Session 9 - The Hubble Deep Field.
Display session, Monday, January 15
North Banquet Hall, Convention Center
Very deep images have been obtained with Hubble Space Telescope of a field at high galactic latitude with no galactic extinction and in the HST northern continuous viewing zone (dec = + 62.5 deg). WFPC2 images in four wavelength bands centered at 300, 450, 606, and 814 nm were acquired over an interval of 150 consecutive orbits with the aim of detecting faint objects down to V \sim 30 mag and features of very low surface brightness. Although low luminosity stars and other interesting objects may appear in the images, the primary purpose of the long exposures is to provide information on the characteristics of distant galaxies. The Hubble Deep Field, located in Ursa Major, was selected to have characteristics that make it optimal for follow-up study at other wavelengths.
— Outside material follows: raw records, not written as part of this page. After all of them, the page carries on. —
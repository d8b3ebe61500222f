use std::fmt;
use std::str::FromStr;

use chrono::{DateTime, FixedOffset, NaiveDate};
use serde::{Deserialize, Serialize};

use crate::errors::ServiceError;

/// Lifecycle status of a branch. Any state may be set from any other.
#[derive(Debug, Clone, Copy, PartialEq, Eq, Serialize, Deserialize)]
#[serde(rename_all = "UPPERCASE")]
pub enum BranchState {
    Active,
    Inactive,
}

impl BranchState {
    pub const ALL: [BranchState; 2] = [BranchState::Active, BranchState::Inactive];

    pub fn as_str(&self) -> &'static str {
        match self {
            BranchState::Active => "ACTIVE",
            BranchState::Inactive => "INACTIVE",
        }
    }

    /// Parse a wire value: trimmed, case-insensitive. Missing and blank
    /// values are rejected separately from unknown ones.
    pub fn parse(raw: Option<&str>) -> Result<Self, ServiceError> {
        match raw.map(str::trim) {
            None | Some("") => Err(ServiceError::invalid("State is required")),
            Some(s) => s.parse(),
        }
    }

    fn allowed() -> String {
        Self::ALL.iter().map(|s| s.as_str()).collect::<Vec<_>>().join(", ")
    }
}

impl FromStr for BranchState {
    type Err = ServiceError;

    fn from_str(s: &str) -> Result<Self, Self::Err> {
        let wanted = s.trim();
        Self::ALL
            .into_iter()
            .find(|state| state.as_str().eq_ignore_ascii_case(wanted))
            .ok_or_else(|| ServiceError::invalid(format!("Invalid state. Allowed: {}", Self::allowed())))
    }
}

impl fmt::Display for BranchState {
    fn fmt(&self, f: &mut fmt::Formatter<'_>) -> fmt::Result {
        f.write_str(self.as_str())
    }
}

/// Stored holiday entry, embedded in its branch document.
#[derive(Debug, Clone, PartialEq, Eq, Serialize, Deserialize)]
pub struct Holiday {
    pub date: NaiveDate,
    pub name: String,
}

/// Stored branch document. `id` is `None` until the repository assigns one.
#[derive(Debug, Clone, PartialEq, Serialize, Deserialize)]
#[serde(rename_all = "camelCase")]
pub struct Branch {
    pub id: Option<String>,
    pub email_address: String,
    pub name: String,
    pub phone_number: String,
    pub state: BranchState,
    pub creation_date: DateTime<FixedOffset>,
    pub last_modified_date: DateTime<FixedOffset>,
    #[serde(default)]
    pub branch_holidays: Vec<Holiday>,
}

impl Branch {
    pub fn has_holiday(&self, date: NaiveDate) -> bool {
        self.branch_holidays.iter().any(|h| h.date == date)
    }

    /// Append a holiday, keeping dates unique.
    pub fn add_holiday(&mut self, holiday: Holiday) -> Result<(), ServiceError> {
        if self.has_holiday(holiday.date) {
            return Err(ServiceError::invalid("Holiday already exists"));
        }
        self.branch_holidays.push(holiday);
        Ok(())
    }

    /// Remove the entry for `date`; other entries keep their order.
    pub fn remove_holiday(&mut self, date: NaiveDate) -> Result<(), ServiceError> {
        if self.branch_holidays.is_empty() {
            return Err(ServiceError::not_found("No holidays found for branch"));
        }
        let pos = self
            .branch_holidays
            .iter()
            .position(|h| h.date == date)
            .ok_or_else(|| ServiceError::not_found(format!("Holiday not found for date: {date}")))?;
        self.branch_holidays.remove(pos);
        Ok(())
    }

    /// Replace the whole calendar. Duplicate dates in `holidays` are rejected
    /// and leave the current calendar untouched.
    pub fn replace_holidays(&mut self, holidays: Vec<Holiday>) -> Result<(), ServiceError> {
        let mut seen = std::collections::HashSet::with_capacity(holidays.len());
        if let Some(dup) = holidays.iter().find(|h| !seen.insert(h.date)) {
            return Err(ServiceError::invalid(format!("Duplicate holiday date: {}", dup.date)));
        }
        self.branch_holidays = holidays;
        Ok(())
    }

    /// Stamp a mutation. Never moves `last_modified_date` before `creation_date`.
    pub fn touch(&mut self, now: DateTime<FixedOffset>) {
        self.last_modified_date = now.max(self.creation_date);
    }
}

/// Holiday as it travels over the wire, both in requests and responses.
#[derive(Debug, Clone, PartialEq, Eq, Serialize, Deserialize)]
pub struct HolidayDto {
    pub date: NaiveDate,
    #[serde(default)]
    pub name: String,
}

impl From<HolidayDto> for Holiday {
    fn from(dto: HolidayDto) -> Self {
        Holiday { date: dto.date, name: dto.name }
    }
}

impl From<&Holiday> for HolidayDto {
    fn from(h: &Holiday) -> Self {
        HolidayDto { date: h.date, name: h.name.clone() }
    }
}

/// Body of create and full-update requests.
///
/// Text fields default to empty so that a missing field surfaces as a
/// validation error rather than a deserialization failure.
#[derive(Debug, Clone, Default, Serialize, Deserialize)]
#[serde(rename_all = "camelCase")]
pub struct BranchRequest {
    #[serde(default)]
    pub email_address: String,
    #[serde(default)]
    pub name: String,
    #[serde(default)]
    pub phone_number: String,
    #[serde(default)]
    pub state: Option<String>,
    #[serde(default)]
    pub branch_holidays: Option<Vec<HolidayDto>>,
}

/// Response shape for a branch.
#[derive(Debug, Clone, PartialEq, Serialize, Deserialize)]
#[serde(rename_all = "camelCase")]
pub struct BranchView {
    pub id: String,
    pub email_address: String,
    pub name: String,
    pub phone_number: String,
    pub state: String,
    pub creation_date: DateTime<FixedOffset>,
    pub last_modified_date: DateTime<FixedOffset>,
    pub branch_holidays: Vec<HolidayDto>,
}

impl From<&Branch> for BranchView {
    fn from(b: &Branch) -> Self {
        BranchView {
            id: b.id.clone().unwrap_or_default(),
            email_address: b.email_address.clone(),
            name: b.name.clone(),
            phone_number: b.phone_number.clone(),
            state: b.state.as_str().to_string(),
            creation_date: b.creation_date,
            last_modified_date: b.last_modified_date,
            branch_holidays: b.branch_holidays.iter().map(HolidayDto::from).collect(),
        }
    }
}

#[cfg(test)]
mod tests {
    use super::*;
    use chrono::TimeZone;

    fn day(y: i32, m: u32, d: u32) -> NaiveDate {
        NaiveDate::from_ymd_opt(y, m, d).unwrap()
    }

    fn branch() -> Branch {
        let t = FixedOffset::west_opt(5 * 3600).unwrap().with_ymd_and_hms(2025, 1, 2, 9, 0, 0).unwrap();
        Branch {
            id: Some("b1".into()),
            email_address: "matriz@banco.ec".into(),
            name: "Matriz".into(),
            phone_number: "022000000".into(),
            state: BranchState::Active,
            creation_date: t,
            last_modified_date: t,
            branch_holidays: vec![],
        }
    }

    #[test]
    fn state_parse_is_trimmed_and_case_insensitive() {
        for raw in ["active", " ACTIVE ", "Active", "\tactive\n"] {
            assert_eq!(BranchState::parse(Some(raw)).unwrap(), BranchState::Active);
        }
        assert_eq!(BranchState::parse(Some("inActive")).unwrap(), BranchState::Inactive);
    }

    #[test]
    fn state_parse_reports_allowed_values() {
        let err = BranchState::parse(Some("closed")).unwrap_err();
        assert!(matches!(err, ServiceError::InvalidArgument(_)));
        assert_eq!(err.to_string(), "Invalid state. Allowed: ACTIVE, INACTIVE");
    }

    #[test]
    fn state_parse_rejects_missing_and_blank() {
        for raw in [None, Some(""), Some("   ")] {
            let err = BranchState::parse(raw).unwrap_err();
            assert_eq!(err.to_string(), "State is required");
        }
    }

    #[test]
    fn state_serializes_uppercase() {
        assert_eq!(serde_json::to_value(BranchState::Inactive).unwrap(), "INACTIVE");
    }

    #[test]
    fn remove_keeps_order_of_remaining_entries() {
        let mut b = branch();
        for (d, n) in [(1, "A"), (2, "B"), (3, "C")] {
            b.add_holiday(Holiday { date: day(2025, 5, d), name: n.into() }).unwrap();
        }
        b.remove_holiday(day(2025, 5, 2)).unwrap();
        let names: Vec<_> = b.branch_holidays.iter().map(|h| h.name.as_str()).collect();
        assert_eq!(names, ["A", "C"]);
    }

    #[test]
    fn replace_rejects_duplicate_dates() {
        let mut b = branch();
        b.add_holiday(Holiday { date: day(2025, 1, 1), name: "Año Nuevo".into() }).unwrap();
        let dup = vec![
            Holiday { date: day(2025, 12, 25), name: "Navidad".into() },
            Holiday { date: day(2025, 12, 25), name: "Christmas".into() },
        ];
        let err = b.replace_holidays(dup).unwrap_err();
        assert_eq!(err.to_string(), "Duplicate holiday date: 2025-12-25");
        assert_eq!(b.branch_holidays.len(), 1);
    }

    #[test]
    fn touch_never_precedes_creation() {
        let mut b = branch();
        let earlier = b.creation_date - chrono::Duration::hours(1);
        b.touch(earlier);
        assert_eq!(b.last_modified_date, b.creation_date);
    }

    #[test]
    fn view_uses_wire_names() {
        let mut b = branch();
        b.add_holiday(Holiday { date: day(2025, 12, 25), name: "Christmas".into() }).unwrap();
        let v = serde_json::to_value(BranchView::from(&b)).unwrap();
        assert_eq!(v["emailAddress"], "matriz@banco.ec");
        assert_eq!(v["state"], "ACTIVE");
        assert_eq!(v["branchHolidays"][0]["date"], "2025-12-25");
        assert_eq!(v["creationDate"], "2025-01-02T09:00:00-05:00");
    }
}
It has a very low H I column density, low IR emission, is not near bright optical or radio sources, and does not contain any known nearby galaxies. Most of the galaxies imaged are likely to be too faint for spectroscopy to be obtained with even the largest ground-based telescopes, and therefore a broad wavelength baseline was chosen for the images in order to maximize the discrimination of any properties, such as stellar content and redshift, that might eventually be deduced from color information. The observations have been carried out as a community service, with the idea that they will provide a standard reference for models of galaxy evolution and cosmology, and will spark complementary observations from other facilities. The data will be made publicly available during the AAS meeting.